In FIG, two active nodes are P1, P2, and two stationary nodes are P3, P4, and O points are origin or reference point.Gu Determine node P3, P4 to be located in x-axis and y-axis respectively, intercept is respectively -1 and 1.Active node P1, P2 then can be inclined within the specific limits From coordinate axess, its particular location is determined by radius of action (r1, r2) and deflecting angle (d1, d2).Using tensile splines curve sequentially Connection P1, P2, P3, P4 composition is close-shaped, used as the universal model of grain pattern element.The model has r1, r2, d1, d2, t common Five configuration parameters, the coefficients of tension of the wherein t for SPL.The span of model parameter:-5≤r1,r2≤5;-45°≤ d1,d2≤45°;0≤t≤3.
In fig. 2, listing some model instances is used for expressing various typical indigo printing fabric grain pattern elements.To five moulds Shape parameter, distinguishes 20 values of uniform sampling, specially on its interval:T takes 0.15k, and r1, r2 take -5+0.5k, d1, d2 Take -45+4.5k, wherein k=0,1,2...19.Each parameter has 20 values, combine 205Group parameter value.By one group of parameter value The mould shapes of determination are a model instance, have 205Individual model instance, these mould examples constitute a model instance storehouse. Its Hu squares, position of centre of gravity and area is calculated to each model instance and is stored in model instance storehouse, for using during Model Matching.

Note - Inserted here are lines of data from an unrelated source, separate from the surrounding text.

// SPDX-License-Identifier: BUSL-1.1
// Copyright (c) 2026 Alfred Jean LLC

//! Centralized environment variable access for the CLI crate.

use std::path::PathBuf;
use std::time::Duration;

use crate::client::ClientError;

fn parse_duration_ms(var: &str) -> Option<Duration> {
    std::env::var(var)
        .ok()
        .and_then(|s| s.parse::<u64>().ok())
        .map(Duration::from_millis)
}

/// Resolve state directory: `AFD_STATE_DIR` > `XDG_STATE_HOME/afd` > `~/.local/state/afd`.
pub fn state_dir() -> Result<PathBuf, ClientError> {
    if let Ok(dir) = std::env::var("AFD_STATE_DIR") {
        return Ok(PathBuf::from(dir));
    }
    if let Ok(xdg) = std::env::var("XDG_STATE_HOME") {
        return Ok(PathBuf::from(xdg).join("afd"));
    }
    let home = std::env::var("HOME").map_err(|_| ClientError::NoStateDir)?;
    Ok(PathBuf::from(home).join(".local/state/afd"))
}

pub fn daemon_binary() -> Option<String> {
    std::env::var("AFD_DAEMON_BINARY").ok()
}

pub fn cargo_manifest_dir() -> Option<String> {
    std::env::var("CARGO_MANIFEST_DIR").ok()
}

pub fn timeout_ipc_ms() -> Option<Duration> {
    parse_duration_ms("AFD_TIMEOUT_IPC_MS")
}
pub fn timeout_connect_ms() -> Option<Duration> {
    parse_duration_ms("AFD_TIMEOUT_CONNECT_MS")
}
pub fn timeout_exit_ms() -> Option<Duration> {
    parse_duration_ms("AFD_TIMEOUT_EXIT_MS")
}
pub fn connect_poll_ms() -> Option<Duration> {
    parse_duration_ms("AFD_CONNECT_POLL_MS")
}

In figure 3, original image after gray processing, first passes through medium filtering and removes noise, reuse OTSU algorithms Enter row threshold division, isolate target and background.On this basis, each grain pattern unit in image is extracted using contour following algorithm Plain (in figure, redness is marked).Hu squares, position of centre of gravity and area are calculated to the grain pattern element for extracting, grain pattern element and model reality is calculated In example storehouse, the similarity distance (Euclidean distances of two Hu squares) of each model instance, chooses immediate model instance therewith.Right The model instance of selection carries out affine transformation, first by the center of gravity of its barycenter displacement to grain pattern element so that the two barycentric coodinates Unanimously;Then the difference of the two area is calculated, if more than zero (model instance area is more than element area) by mould shapes progressively Reduce, otherwise progressively amplify, until the two area equation, zoom ratio now remembers s;Finally by model instance on 0~360 ° Rotation, in each angle, computation model example and the registration of grain pattern element, keep the angle, θ of maximal degree of coincidence in mind.So, stricture of vagina Sample element is that parameterized model instance is substituted.As stated above all elements in grain pattern are substituted with model instance, just Complete Model Matching.Wherein s, θ are the affine parameter of model instance, together with five model parameters r1, r2, d1, d2, t, they Can use when grain pattern is reconstructed.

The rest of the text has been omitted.